WORK ITEM: Among the entries that follow, find the lines containing the string "every" and copy them.

Segment Start: SOURCE DATA

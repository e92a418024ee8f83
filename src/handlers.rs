//! Value handlers: one encoder per logical type.
//!
//! A handler maps a nullable [`CopyValue`] to its length-prefixed wire
//! payload. Handlers hold no per-row state, so one instance serves every
//! row of every writer built from the same registry.
//!
//! The payload encodings match the corresponding Postgres `send`
//! functions bit-for-bit; a stream produced here is indistinguishable
//! from one produced by `COPY ... TO STDOUT (FORMAT binary)`.

use bytes::{BufMut, BytesMut};
use chrono::{NaiveDate, NaiveDateTime};
use rust_decimal::Decimal;

use crate::{
    error::{Error, Result},
    proto::{field, put_null},
    types::{CopyValue, PgType},
};

/// Encoder bound to one logical type.
///
/// `handle` writes either the 4-byte `-1` null sentinel or a 4-byte
/// length prefix followed by exactly that many payload bytes. Nothing is
/// written when an error is returned.
pub trait ValueHandler: Send + Sync {
    /// The logical type this handler encodes.
    fn pg_type(&self) -> PgType;

    /// Encodes one field into `buf`.
    fn handle(&self, buf: &mut BytesMut, value: &CopyValue) -> Result<()>;
}

macro_rules! mismatch {
    ($handler:expr, $value:expr) => {
        Err(Error::TypeMismatch {
            expected: $handler.pg_type(),
            value: $value.kind(),
        })
    };
}

pub struct BoolHandler;

impl ValueHandler for BoolHandler {
    fn pg_type(&self) -> PgType {
        PgType::BOOL
    }

    fn handle(&self, buf: &mut BytesMut, value: &CopyValue) -> Result<()> {
        match value {
            CopyValue::Null => put_null(buf),
            CopyValue::Bool(v) => field(buf, |b| b.put_u8(*v as u8)),
            other => return mismatch!(self, other),
        }
        Ok(())
    }
}

/// Encoder for the single-byte `"char"` type (not `character(n)`).
pub struct CharHandler;

impl ValueHandler for CharHandler {
    fn pg_type(&self) -> PgType {
        PgType::CHAR
    }

    fn handle(&self, buf: &mut BytesMut, value: &CopyValue) -> Result<()> {
        match value {
            CopyValue::Null => put_null(buf),
            CopyValue::Char(v) => field(buf, |b| b.put_i8(*v)),
            other => return mismatch!(self, other),
        }
        Ok(())
    }
}

pub struct Int2Handler;

impl ValueHandler for Int2Handler {
    fn pg_type(&self) -> PgType {
        PgType::INT2
    }

    fn handle(&self, buf: &mut BytesMut, value: &CopyValue) -> Result<()> {
        match value {
            CopyValue::Null => put_null(buf),
            CopyValue::Int2(v) => field(buf, |b| b.put_i16(*v)),
            other => return mismatch!(self, other),
        }
        Ok(())
    }
}

pub struct Int4Handler;

impl ValueHandler for Int4Handler {
    fn pg_type(&self) -> PgType {
        PgType::INT4
    }

    fn handle(&self, buf: &mut BytesMut, value: &CopyValue) -> Result<()> {
        match value {
            CopyValue::Null => put_null(buf),
            CopyValue::Int4(v) => field(buf, |b| b.put_i32(*v)),
            other => return mismatch!(self, other),
        }
        Ok(())
    }
}

pub struct Int8Handler;

impl ValueHandler for Int8Handler {
    fn pg_type(&self) -> PgType {
        PgType::INT8
    }

    fn handle(&self, buf: &mut BytesMut, value: &CopyValue) -> Result<()> {
        match value {
            CopyValue::Null => put_null(buf),
            CopyValue::Int8(v) => field(buf, |b| b.put_i64(*v)),
            other => return mismatch!(self, other),
        }
        Ok(())
    }
}

pub struct Float4Handler;

impl ValueHandler for Float4Handler {
    fn pg_type(&self) -> PgType {
        PgType::FLOAT4
    }

    fn handle(&self, buf: &mut BytesMut, value: &CopyValue) -> Result<()> {
        match value {
            CopyValue::Null => put_null(buf),
            CopyValue::Float4(v) => field(buf, |b| b.put_f32(*v)),
            other => return mismatch!(self, other),
        }
        Ok(())
    }
}

pub struct Float8Handler;

impl ValueHandler for Float8Handler {
    fn pg_type(&self) -> PgType {
        PgType::FLOAT8
    }

    fn handle(&self, buf: &mut BytesMut, value: &CopyValue) -> Result<()> {
        match value {
            CopyValue::Null => put_null(buf),
            CopyValue::Float8(v) => field(buf, |b| b.put_f64(*v)),
            other => return mismatch!(self, other),
        }
        Ok(())
    }
}

/// Encoder for `text` and `varchar`: the raw UTF-8 bytes, no terminator.
pub struct TextHandler;

impl ValueHandler for TextHandler {
    fn pg_type(&self) -> PgType {
        PgType::TEXT
    }

    fn handle(&self, buf: &mut BytesMut, value: &CopyValue) -> Result<()> {
        match value {
            CopyValue::Null => put_null(buf),
            CopyValue::Text(v) => field(buf, |b| b.put_slice(v.as_bytes())),
            other => return mismatch!(self, other),
        }
        Ok(())
    }
}

pub struct ByteaHandler;

impl ValueHandler for ByteaHandler {
    fn pg_type(&self) -> PgType {
        PgType::BYTEA
    }

    fn handle(&self, buf: &mut BytesMut, value: &CopyValue) -> Result<()> {
        match value {
            CopyValue::Null => put_null(buf),
            CopyValue::Bytea(v) => field(buf, |b| b.put_slice(v)),
            other => return mismatch!(self, other),
        }
        Ok(())
    }
}

/// Encoder for `jsonb`: a 1-byte version tag (currently 1) followed by
/// the JSON text as UTF-8.
pub struct JsonbHandler;

impl ValueHandler for JsonbHandler {
    fn pg_type(&self) -> PgType {
        PgType::JSONB
    }

    fn handle(&self, buf: &mut BytesMut, value: &CopyValue) -> Result<()> {
        match value {
            CopyValue::Null => put_null(buf),
            CopyValue::Text(v) => field(buf, |b| {
                b.put_u8(1);
                b.put_slice(v.as_bytes());
            }),
            other => return mismatch!(self, other),
        }
        Ok(())
    }
}

/// Encoder for `date`: a signed 32-bit day count relative to 2000-01-01,
/// negative for earlier dates. Note the Postgres epoch, not the Unix one.
pub struct DateHandler;

impl ValueHandler for DateHandler {
    fn pg_type(&self) -> PgType {
        PgType::DATE
    }

    fn handle(&self, buf: &mut BytesMut, value: &CopyValue) -> Result<()> {
        match value {
            CopyValue::Null => put_null(buf),
            CopyValue::Date(v) => field(buf, |b| b.put_i32(pg_epoch_days(*v))),
            other => return mismatch!(self, other),
        }
        Ok(())
    }
}

/// Encoder for `timestamp` (without time zone): signed 64-bit microseconds
/// relative to 2000-01-01T00:00:00. Sub-microsecond input truncates
/// toward zero.
pub struct TimestampHandler;

impl ValueHandler for TimestampHandler {
    fn pg_type(&self) -> PgType {
        PgType::TIMESTAMP
    }

    fn handle(&self, buf: &mut BytesMut, value: &CopyValue) -> Result<()> {
        match value {
            CopyValue::Null => put_null(buf),
            CopyValue::Timestamp(v) => {
                let micros = pg_epoch_micros(*v)?;
                field(buf, |b| b.put_i64(micros));
            }
            other => return mismatch!(self, other),
        }
        Ok(())
    }
}

/// Encoder for `uuid`: the 16 bytes in network order.
pub struct UuidHandler;

impl ValueHandler for UuidHandler {
    fn pg_type(&self) -> PgType {
        PgType::UUID
    }

    fn handle(&self, buf: &mut BytesMut, value: &CopyValue) -> Result<()> {
        match value {
            CopyValue::Null => put_null(buf),
            CopyValue::Uuid(v) => field(buf, |b| b.put_slice(v.as_bytes())),
            other => return mismatch!(self, other),
        }
        Ok(())
    }
}

/// Encoder for `numeric`: a header of base-10000 digit count, weight,
/// sign, and display scale, followed by the digit groups most significant
/// first.
pub struct NumericHandler;

impl ValueHandler for NumericHandler {
    fn pg_type(&self) -> PgType {
        PgType::NUMERIC
    }

    fn handle(&self, buf: &mut BytesMut, value: &CopyValue) -> Result<()> {
        match value {
            CopyValue::Null => put_null(buf),
            CopyValue::Numeric(v) => field(buf, |b| put_numeric(b, v)),
            other => return mismatch!(self, other),
        }
        Ok(())
    }
}

/// Passthrough encoder for a caller-declared type whose payload is
/// already in wire form. Register one of these to stream types this
/// crate has no native encoder for.
pub struct RawHandler {
    ty: PgType,
}

impl RawHandler {
    pub fn new(ty: impl Into<PgType>) -> Self {
        RawHandler { ty: ty.into() }
    }
}

impl ValueHandler for RawHandler {
    fn pg_type(&self) -> PgType {
        self.ty
    }

    fn handle(&self, buf: &mut BytesMut, value: &CopyValue) -> Result<()> {
        match value {
            CopyValue::Null => put_null(buf),
            CopyValue::Other(ty, payload) if *ty == self.ty => {
                field(buf, |b| b.put_slice(payload));
            }
            other => return mismatch!(self, other),
        }
        Ok(())
    }
}

fn pg_date_epoch() -> NaiveDate {
    NaiveDate::from_ymd_opt(2000, 1, 1).expect("valid epoch date")
}

fn pg_epoch_days(date: NaiveDate) -> i32 {
    // NaiveDate's range is ~±262000 years, so the day count fits an i32.
    date.signed_duration_since(pg_date_epoch()).num_days() as i32
}

fn pg_epoch_micros(ts: NaiveDateTime) -> Result<i64> {
    let epoch = pg_date_epoch().and_hms_opt(0, 0, 0).expect("valid epoch time");
    let delta = ts.signed_duration_since(epoch);

    // num_seconds and subsec_nanos both carry the sign of the delta, so
    // integer division truncates sub-microsecond input toward zero.
    let sub_micros = (delta.subsec_nanos() / 1_000) as i64;
    delta
        .num_seconds()
        .checked_mul(1_000_000)
        .and_then(|micros| micros.checked_add(sub_micros))
        .ok_or(Error::ValueOutOfRange("timestamp"))
}

const NUMERIC_NEG: u16 = 0x4000;

fn put_numeric(buf: &mut BytesMut, value: &Decimal) {
    let mantissa = value.mantissa();
    let scale = value.scale();
    let sign = if mantissa < 0 { NUMERIC_NEG } else { 0 };

    // Pad the fractional part out to a whole number of base-10000 groups.
    let mut n = mantissa.unsigned_abs();
    let padding = (4 - scale % 4) % 4;
    for _ in 0..padding {
        n *= 10;
    }
    let frac_groups = (scale + padding) / 4;

    // Base-10000 digits, least significant first. The loop stops at the
    // first nonzero group, so no leading zero groups are emitted.
    let mut digits = Vec::new();
    while n > 0 {
        digits.push((n % 10_000) as i16);
        n /= 10_000;
    }

    let weight = if digits.is_empty() {
        0
    } else {
        digits.len() as i16 - frac_groups as i16 - 1
    };

    buf.put_i16(digits.len() as i16);
    buf.put_i16(weight);
    buf.put_u16(sign);
    buf.put_i16(scale as i16);
    for digit in digits.iter().rev() {
        buf.put_i16(*digit);
    }
}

Segment End: SOURCE DATA

SOLUTION TO THIS TASK:
//! payload. Handlers hold no per-row state, so one instance serves every
//! row of every writer built from the same registry.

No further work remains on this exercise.